La reacción en cadena de la polimerasa (PCR) y su pariente científico, clonación de genes expresados, son dos avances biotecnológicos de los años 1970 y 1980 que continúan desempeñando papeles importantes en el esfuerzo por comprender la enfermedad . Ambas tecnologías moleculares brindan a los científicos los medios para producir más ADN de diferentes maneras.
Historia
El biólogo molecular Kary Mullis revolucionó la ciencia de los genes cuando concibió la reacción en cadena de la polimerasa (PCR) en el la primavera de 1983, lo que le valió el Premio Nobel de Química de 1993. Este avance vino en los talones de la investigación de la clonación que se remonta a 1902. No hubo avances importantes en la clonación hasta noviembre de 1951, cuando un equipo de científicos de Filadelfia clonó un embrión de rana. El gran avance ocurrió el 5 de julio de 1996, cuando los científicos clonaron "Dolly" el cordero de una célula mamaria congelada.
PCR y clonación
La clonación es simplemente hacer un organismo vivo de otro, creando dos organismos con los mismos genes exactos. La PCR permite a los científicos producir miles de millones de copias de un fragmento de ADN en cuestión de horas. Aunque la PCR afecta la tecnología de clonación al producir grandes cantidades de ADN que puede clonarse, la PCR enfrenta la dificultad de la contaminación, donde una muestra con material genético no deseado también puede replicarse y producir el ADN incorrecto.

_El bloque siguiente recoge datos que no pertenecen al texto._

use std::time::Duration;

/// Maps a delivery's attempt count to how long the queue should wait
/// before redelivering.
///
/// The default schedule is deliberately coarse — `3s, 30s, 300s, 1h`,
/// saturating at the last entry — exactness is the queue's job, not the
/// coordinator's; this only needs to back off quickly enough that a
/// flapping dependency doesn't thrash, and slowly enough that a genuinely
/// transient failure still recovers within a few minutes.
#[derive(Debug, Clone)]
pub struct RetryPolicy {
    schedule: Vec<Duration>,
}

impl Default for RetryPolicy {
    fn default() -> Self {
        Self {
            schedule: vec![
                Duration::from_secs(3),
                Duration::from_secs(30),
                Duration::from_secs(300),
                Duration::from_secs(3600),
            ],
        }
    }
}

impl RetryPolicy {
    /// Build a policy from an explicit schedule. Panics if `schedule` is
    /// empty — a policy with no entries cannot answer `next`.
    pub fn new(schedule: Vec<Duration>) -> Self {
        assert!(!schedule.is_empty(), "retry schedule must not be empty");
        Self { schedule }
    }

    /// The delay to wait before the next attempt. `attempt` is 1-based (the
    /// queue's own redelivery counter); attempts beyond the schedule's
    /// length saturate at its last entry.
    pub fn next(&self, attempt: u32) -> Duration {
        let attempt = attempt.max(1) as usize;
        let idx = (attempt - 1).min(self.schedule.len() - 1);
        self.schedule[idx]
    }
}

¿Cómo funciona la PCR? br>
El proceso de la PCR consiste en descomponer el ADN calentándolo, lo que desenrolla la doble hélice del ADN en cadenas individuales separadas. Una vez que estas hebras se separan, una enzima llamada ADN polimerasa lee la secuencia de ácido nucleico y produce una cadena duplicada de ADN. Este proceso se repite una y otra vez, duplicando la cantidad de ADN en cada ciclo y aumentando el ADN exponencialmente hasta que se creen millones de copias del ADN original.
Cómo funciona la clonación
La clonación del ADN implica primero aislar la fuente y el ADN del vector y luego usar enzimas para cortar estos dos ADN. A continuación, los científicos unen la fuente de ADN al vector con una enzima ADN ligasa que repara el empalme y crea una sola cadena de ADN. Ese ADN luego se introduce en una célula del organismo hospedador, donde crece junto con el organismo.
Aplicaciones
La PCR se ha convertido en una herramienta estándar en la ciencia forense porque puede multiplicar muestras muy pequeñas de ADN por múltiples pruebas de laboratorio de crimen La PCR también se ha vuelto útil para que los arqueólogos estudien la biología evolutiva de diferentes especies de animales, incluidas muestras de miles de años de antigüedad. La tecnología de clonación ha hecho que sea relativamente fácil aislar los fragmentos de ADN que contienen genes para estudiar la función de los genes. Los científicos creen que la clonación confiable puede usarse para hacer que la agricultura sea más productiva replicando los mejores animales y cultivos y también para hacer que las pruebas médicas sean más precisas al proporcionar animales de prueba que reaccionan de la misma manera con la misma droga.